Toxoplasmosis and M. Whipple in our study
Regarding the 14 cases of intraocular toxoplasmosis, one patient was HIV positive, and two others were suspected of having toxoplasmosis based on clinical findings. In the three patients with intraocular Whipple’s disease (Fig. 3 and Supplementary Fig. 2), the diagnosis was not suspected clinically, but found by untargeted eubacterial 16S rRNA PCR in all patients and by PAS staining in two of them. In one of these cases, initially, CMV retinitis had been suspected clinically.
Granular cytoplasmic positivity is caused by massive accumulation of Tropheryma whipplei. PAS, 630x.
Patient demographics
There was no significant difference between age/sex and aetiologic agent (p = 0.44 Kruskal Wallis test and p = 0.7 chi square test). The median patient age of our cohort was 66.4 years without major deviation between the different pathologic aetiologies of granulocytic endophthalmitis (median age 66.4 years) and lymphocytic uveitis (median age 66.8 years).
Discussion
The findings of our retrospective, single-centre analysis of a large cohort of patients with vitrectomy provide valuable insights into the spectrum of aetiological agents encountered in infectious uveitis in a large tertiary care ophthalmology centre in Germany. Furthermore, the correlation between cytopathology and virological and microbiological findings underlines the importance of a synoptic diagnostic approach and provides clues for an optimal handling in non-neoplastic vitrectomy specimens.
The differential diagnosis for uveitis/vitritis and endophthalmitis includes inflammatory, infectious, immunological and neoplastic disorders, notably vitreoretinal lymphoma. Vitrectomy serves diagnostic and therapeutic roles, with specimens often analysed cytologically and tested for microbes and viruses if infection is suspected. However, systematic studies on the diagnostic value of such a multi-pronged analytical approach in non-neoplastic uveitis/endophthalmitis are sparse, and there are only limited data available regarding the aetiology of non-neoplastic uveitis and endophthalmitis in Germany.

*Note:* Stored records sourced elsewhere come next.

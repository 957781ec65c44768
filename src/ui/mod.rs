//! UI module for the case-study presentation
//!
//! This module contains the frame layout (header, tab bar, section, key
//! hints) and one view per navigation tab.

mod analysis;
mod case_study;
mod helpers;
mod process;
mod prototype;
mod requirements;
mod stats;
mod stories;
mod summary;
mod tabs;

use ratatui::{
    prelude::*,
    widgets::{Block, Paragraph},
};

use crate::app::App;
use crate::content::{CASE_STUDY_TITLE, PRODUCT_NAME};
use crate::models::NavigationTab;
use crate::prototype::{WidgetState, WidgetStatus};
use crate::theme::{BG_PRIMARY, INDIGO_PRIMARY, TEXT_MUTED, TEXT_PRIMARY};

/// Draw the whole screen for the current app state
pub fn draw(frame: &mut Frame, app: &App) {
    let area = frame.area();
    frame.render_widget(Block::default().style(Style::default().bg(BG_PRIMARY)), area);

    let main_layout = Layout::default()
        .direction(Direction::Vertical)
        .constraints([
            Constraint::Length(1), // Header
            Constraint::Length(3), // Tab bar
            Constraint::Min(3),    // Section content
            Constraint::Length(1), // Bottom bar (single line)
        ])
        .split(area);

    render_header(main_layout[0], frame);
    tabs::render_tab_bar(main_layout[1], app.active_tab(), frame);
    render_section(main_layout[2], app, frame);

    let widget_state = app.prototype.as_ref().map(|session| session.current_state());
    render_key_hints(main_layout[3], app.active_tab(), widget_state, frame);
}

fn render_header(area: Rect, frame: &mut Frame) {
    let header = Paragraph::new(Line::from(vec![
        Span::styled(
            format!(" {} ", PRODUCT_NAME),
            Style::default()
                .fg(BG_PRIMARY)
                .bg(INDIGO_PRIMARY)
                .add_modifier(Modifier::BOLD),
        ),
        Span::styled(
            format!("  {}", CASE_STUDY_TITLE),
            Style::default().fg(TEXT_PRIMARY),
        ),
    ]));
    frame.render_widget(header, area);
}

/// Dispatch to the view of the active tab
pub fn render_section(area: Rect, app: &App, frame: &mut Frame) {
    let scroll = app.scroll_offset();
    match app.active_tab() {
        NavigationTab::ExecutiveSummary => summary::render_summary(area, scroll, frame),
        NavigationTab::ProcessModelling => {
            process::render_process(area, &app.diagrams, scroll, frame)
        }
        NavigationTab::Requirements => requirements::render_requirements(area, scroll, frame),
        NavigationTab::DataAnalysis => analysis::render_analysis(area, frame),
        NavigationTab::Prototype => {
            if let Some(session) = app.prototype.as_ref() {
                prototype::render_prototype(area, session, frame);
            }
        }
        NavigationTab::FullCaseStudy => {
            case_study::render_case_study(area, &app.diagrams, scroll, frame)
        }
    }
}

/// Key hints for the bottom bar
pub fn key_hints(tab: NavigationTab, widget: Option<&WidgetState>) -> String {
    let navigation = "1-6/Tab: Section | q: Quit";
    let section = match (tab, widget) {
        (NavigationTab::Prototype, Some(state)) => match state.status {
            WidgetStatus::Pending if state.show_reject_form => {
                "↑↓: Reason | Enter: Confirm | Esc: Cancel"
            }
            WidgetStatus::Pending => "a: Approve | r: Reject",
            WidgetStatus::Approved | WidgetStatus::Rejected => "x: Reset",
        },
        (NavigationTab::DataAnalysis, _) | (NavigationTab::Prototype, None) => "",
        _ => "↑↓/PgUp/PgDn: Scroll | Home: Top",
    };
    if section.is_empty() {
        format!(" {} ", navigation)
    } else {
        format!(" {} | {} ", section, navigation)
    }
}

fn render_key_hints(
    area: Rect,
    tab: NavigationTab,
    widget: Option<&WidgetState>,
    frame: &mut Frame,
) {
    let keybindings = Paragraph::new(key_hints(tab, widget))
        .style(Style::default().fg(BG_PRIMARY).bg(TEXT_MUTED));
    frame.render_widget(keybindings, area);
}
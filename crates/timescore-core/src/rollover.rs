//! Daily boundary transition.
//!
//! The first write or read of a new day archives the previous day's totals,
//! restores overnight energy and clears the per-day counters. It runs
//! inside the caller's write session, so it is atomic with whatever that
//! session does next, and a second run on the same day is a no-op.

use chrono::NaiveDate;
use serde::{Deserialize, Serialize};

use crate::energy::EnergyLedger;
use crate::error::Result;
use crate::record::DailyTotal;
use crate::storage::config::Config;
use crate::storage::Session;

/// What a rollover run did.
#[derive(Debug, Clone, PartialEq, Serialize, Deserialize)]
#[serde(tag = "outcome", rename_all = "snake_case")]
pub enum RolloverOutcome {
    /// Already on the current day.
    Unchanged,
    /// Fresh store stamped with its first active date.
    Initialized { date: NaiveDate },
    /// Moved from one active day to another.
    Rolled {
        from: NaiveDate,
        to: NaiveDate,
        archived: Option<DailyTotal>,
        energy_before: f64,
        energy_after: f64,
    },
}

pub struct DailyRolloverManager<'c> {
    config: &'c Config,
}

impl<'c> DailyRolloverManager<'c> {
    pub fn new(config: &'c Config) -> Self {
        Self { config }
    }

    /// Roll the stored state forward to `today` if needed.
    pub fn run(&self, session: &Session<'_>, today: NaiveDate) -> Result<RolloverOutcome> {
        let mut state = session.user_state()?;

        let previous = match state.last_active_date {
            None => {
                state.last_active_date = Some(today);
                session.save_user_state(&state)?;
                tracing::info!(%today, "initialized active date");
                return Ok(RolloverOutcome::Initialized { date: today });
            }
            Some(previous) if previous == today => return Ok(RolloverOutcome::Unchanged),
            Some(previous) if previous > today => {
                tracing::warn!(%previous, %today, "clock is behind the last active date, skipping rollover");
                return Ok(RolloverOutcome::Unchanged);
            }
            Some(previous) => previous,
        };

        let archived = if state.today_total_score != 0.0 || state.today_energy_cost != 0.0 {
            let total = DailyTotal {
                date: previous,
                total_score: state.today_total_score,
                total_energy_cost: state.today_energy_cost,
            };
            session.append_history(&total)?;
            Some(total)
        } else {
            None
        };

        let t = &self.config.tunables;
        let recorded_yesterday = match (state.last_record_at, today.pred_opt()) {
            (Some(last), Some(yesterday)) => last.date() == yesterday,
            _ => false,
        };
        let sleep_recovery = if recorded_yesterday {
            t.sleep_recovery_after_record
        } else {
            t.sleep_recovery_default
        };

        let energy_before = state.current_energy;
        let energy_after = EnergyLedger::new(self.config).apply_delta(energy_before, sleep_recovery);
        state.current_energy = energy_after;
        state.reset_day();
        state.last_active_date = Some(today);
        session.save_user_state(&state)?;

        tracing::info!(
            from = %previous,
            to = %today,
            archived = archived.is_some(),
            energy_before,
            energy_after,
            "daily rollover"
        );
        Ok(RolloverOutcome::Rolled {
            from: previous,
            to: today,
            archived,
            energy_before,
            energy_after,
        })
    }
}

#[cfg(test)]
mod tests {
    use super::*;
    use crate::storage::Store;

    fn day(d: u32) -> NaiveDate {
        NaiveDate::from_ymd_opt(2024, 3, d).unwrap()
    }

    fn seed_day(store: &Store, active: NaiveDate, last_record_day: NaiveDate, energy: f64) {
        store
            .write(|s| {
                let mut state = s.user_state()?;
                state.current_energy = energy;
                state.today_total_score = 42.0;
                state.today_energy_cost = 12.5;
                state.today_behavior_count = 4;
                state.combo_count = 2;
                state.lucky_triggers_today = 1;
                state.last_record_at = last_record_day.and_hms_opt(22, 0, 0);
                state.last_active_date = Some(active);
                s.save_user_state(&state)
            })
            .unwrap();
    }

    #[test]
    fn fresh_store_is_stamped_without_recovery() {
        let cfg = Config::default();
        let store = Store::open_memory(60.0).unwrap();
        let outcome = store
            .write(|s| DailyRolloverManager::new(&cfg).run(s, day(1)))
            .unwrap();
        assert_eq!(outcome, RolloverOutcome::Initialized { date: day(1) });
        let state = store.read(|s| s.user_state()).unwrap();
        assert_eq!(state.current_energy, 60.0);
        assert_eq!(state.last_active_date, Some(day(1)));
        assert!(store.read(|s| s.history(10)).unwrap().is_empty());
    }

    #[test]
    fn rolls_after_recording_yesterday() {
        let cfg = Config::default();
        let store = Store::open_memory(100.0).unwrap();
        seed_day(&store, day(1), day(1), 30.0);

        let outcome = store
            .write(|s| DailyRolloverManager::new(&cfg).run(s, day(2)))
            .unwrap();
        assert!(matches!(outcome, RolloverOutcome::Rolled { energy_after, .. } if energy_after == 86.0));

        let state = store.read(|s| s.user_state()).unwrap();
        assert_eq!(state.today_total_score, 0.0);
        assert_eq!(state.today_behavior_count, 0);
        assert_eq!(state.combo_count, 0);
        assert_eq!(state.lucky_triggers_today, 0);
        assert_eq!(state.last_active_date, Some(day(2)));

        let history = store.read(|s| s.history(10)).unwrap();
        assert_eq!(
            history,
            vec![DailyTotal {
                date: day(1),
                total_score: 42.0,
                total_energy_cost: 12.5
            }]
        );
    }

    #[test]
    fn default_sleep_recovery_after_a_gap() {
        let cfg = Config::default();
        let store = Store::open_memory(100.0).unwrap();
        seed_day(&store, day(1), day(1), 30.0);
        store
            .write(|s| DailyRolloverManager::new(&cfg).run(s, day(5)))
            .unwrap();
        let state = store.read(|s| s.user_state()).unwrap();
        assert_eq!(state.current_energy, 80.0);
    }

    #[test]
    fn recovery_is_capped_at_max() {
        let cfg = Config::default();
        let store = Store::open_memory(100.0).unwrap();
        seed_day(&store, day(1), day(1), 90.0);
        store
            .write(|s| DailyRolloverManager::new(&cfg).run(s, day(2)))
            .unwrap();
        assert_eq!(store.read(|s| s.user_state()).unwrap().current_energy, 100.0);
    }

    #[test]
    fn second_run_same_day_is_a_noop() {
        let cfg = Config::default();
        let store = Store::open_memory(100.0).unwrap();
        seed_day(&store, day(1), day(1), 30.0);
        let manager = DailyRolloverManager::new(&cfg);
        store.write(|s| manager.run(s, day(2))).unwrap();
        let after_first = store.read(|s| s.user_state()).unwrap();

        let outcome = store.write(|s| manager.run(s, day(2))).unwrap();
        assert_eq!(outcome, RolloverOutcome::Unchanged);
        assert_eq!(store.read(|s| s.user_state()).unwrap(), after_first);
        assert_eq!(store.read(|s| s.history(10)).unwrap().len(), 1);
    }

    #[test]
    fn idle_day_is_not_archived() {
        let cfg = Config::default();
        let store = Store::open_memory(100.0).unwrap();
        store
            .write(|s| {
                let mut state = s.user_state()?;
                state.current_energy = 20.0;
                state.last_active_date = Some(day(1));
                s.save_user_state(&state)
            })
            .unwrap();
        let outcome = store
            .write(|s| DailyRolloverManager::new(&cfg).run(s, day(2)))
            .unwrap();
        assert!(matches!(outcome, RolloverOutcome::Rolled { archived: None, .. }));
        assert!(store.read(|s| s.history(10)).unwrap().is_empty());
    }
}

By conducting a large retrospective single-centre study, we aimed to address this knowledge gap and provide descriptive statistics on these conditions. Our findings shed light on the prevalence and distribution of various infectious agents, such as bacteria (e.g. S. epidermidis, S. aureus), fungi (e.g. C. albicans), viruses (e.g. VZV) and parasites (e.g. T. gondii). Our findings are in line with the literature [9, 10], especially with regard to the dominant role of toxoplasmosis; on the other hand [11], other reportedly prevalent causes of endophthalmitis such as syphilis and tuberculosis were not identified in our series. The lack of ocular infections due to Mycobacterium tuberculosis in our cohort likely is a reflection of the epidemiological situation, rather than due to methodological reasons. Indeed, national tuberculosis incidence in the examined time period varied between 5.0–7.2/100.000 inhabitants and was below average in our region [12]. Moreover, tuberculous uveitis represents a rare manifestation among clinical findings in tuberculosis patients.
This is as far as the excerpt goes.